Nothin' left to do at night

Nancy and Ann Wilson

What a run of singles Heart released between 1975 and 1977. "Magic Man" and "Crazy On You" (from the band's debut, Dreamboat Annie) and "Barracuda," the lead single from Little Queen, run fearlessly from desire, curiosity, and risk to betrayal, rage, and catharsis—with a night of straight-up joyful fucking in between, though even that pleasure's made complicated. Ann and Nancy Wilson wrote each track (guitarist Roger Fisher and drummer Michael Derosier pitched in on "Barracuda") and have down the years discussed the songs' origins: "Magic Man" concerned, in part, Ann Wilson's relationship with Heart's manager Michael Fisher, who was older; "Barracuda" stemmed from the Wilson sisters' outrage after their label Mushroom Records concocted an obnoxious publicity stunt hinting at an incestuous affair between the two, and a male radio promoter's gross "follow-up" with Ann; the sex in "Crazy On You" is an effort to block out the messy world, specifically the Vietnam War and attendant social upheaval. So: rocking songs about relationships, sex, sexism, hurt, outrage, and denial. That's a pretty broad spectrum the band traverses in under fifteen minutes.
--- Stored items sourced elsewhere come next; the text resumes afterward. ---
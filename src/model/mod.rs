//! Data model: variables, factors, and the network itself
//!
//! - [`Variable`] - named discrete random variable with an ordered domain
//! - [`Factor`] - dense table over an ordered scope of variables, plus the
//!   factor algebra (restrict, multiply, sum-out, normalize)
//! - [`Network`] - a DAG of variables with one CPT each, built through
//!   [`NetworkBuilder`] with fail-fast validation

pub mod factor;
pub mod network;
pub mod variable;

pub use factor::Factor;
pub use network::{Network, NetworkBuilder};
pub use variable::{VarId, Variable};
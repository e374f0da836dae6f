//! Deterministic random number generation for reproducible sampling.
//!
//! Likelihood-weighted estimates are only testable if the same seed
//! reproduces the same sample sequence, so the sampler consumes a minimal
//! [`Rng`] trait rather than a concrete generator. [`SimpleRng`] is the
//! default implementation: a tiny xorshift64 PRNG that is fast, seedable,
//! and good enough for Monte Carlo estimation. A [`rand::RngCore`] blanket
//! impl lets any `rand`-ecosystem generator stand in.

/// Random number source for the likelihood sampler.
pub trait Rng {
    /// Generate the next u64 value
    fn next_u64(&mut self) -> u64;

    /// Generate a uniform f64 in [0, 1)
    fn rand(&mut self) -> f64 {
        self.next_u64() as f64 / (u64::MAX as f64 + 1.0)
    }
}

/// Deterministic xorshift64 generator.
///
/// The state transition is three shift-xors; the same seed yields the same
/// sequence on every platform, which the inference regression tests rely on.
pub struct SimpleRng {
    state: u64,
}

impl SimpleRng {
    /// Create a generator from a seed. Seed 0 is remapped to 1 to avoid the
    /// degenerate all-zero state.
    pub fn new(seed: u64) -> Self {
        Self {
            state: if seed == 0 { 1 } else { seed },
        }
    }

    fn step(&mut self) -> u64 {
        let mut x = self.state;
        x ^= x << 13;
        x ^= x >> 7;
        x ^= x << 17;
        self.state = x;
        x
    }
}

// Implemented through RngCore so the blanket Rng impl below covers
// SimpleRng as well.
impl rand::RngCore for SimpleRng {
    fn next_u32(&mut self) -> u32 {
        self.step() as u32
    }

    fn next_u64(&mut self) -> u64 {
        self.step()
    }

    fn fill_bytes(&mut self, dest: &mut [u8]) {
        let mut i = 0;
        let len = dest.len();
        while i + 8 <= len {
            let bytes = self.step().to_le_bytes();
            dest[i..i + 8].copy_from_slice(&bytes);
            i += 8;
        }
        if i < len {
            let bytes = self.step().to_le_bytes();
            let remaining = len - i;
            dest[i..].copy_from_slice(&bytes[..remaining]);
        }
    }

    fn try_fill_bytes(&mut self, dest: &mut [u8]) -> Result<(), rand::Error> {
        rand::RngCore::fill_bytes(self, dest);
        Ok(())
    }
}

// Any rand generator satisfies the sampler's Rng bound.
impl<R: rand::RngCore> Rng for R {
    fn next_u64(&mut self) -> u64 {
        rand::RngCore::next_u64(self)
    }
}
Ann Wilson's fearless, feral singing—Joni Mitchell and Robert Plant busy in bed—Nancy Wilson's and the band's propulsive playing, the moody keyboard flourishes, and the transcendent harmonies, shaped by producer Mike Flicker, whose arrangements were striking (dig the disco hi-hat in "Crazy On You"): all of this soundtracked drama and yearning, and anyone who was around in the mid-1970s when these songs were all over the radio remembers their sexiness and mystery, the irresistible, sinuous melodies and rocking pleas-cum-assertions. Like the best pop music, this clutch of singles is very much of its era, an evocative time capsule of Top 40 positioned between singer-songwriters and New Wave, yet paradoxically also timeless and eternal. Great stuff.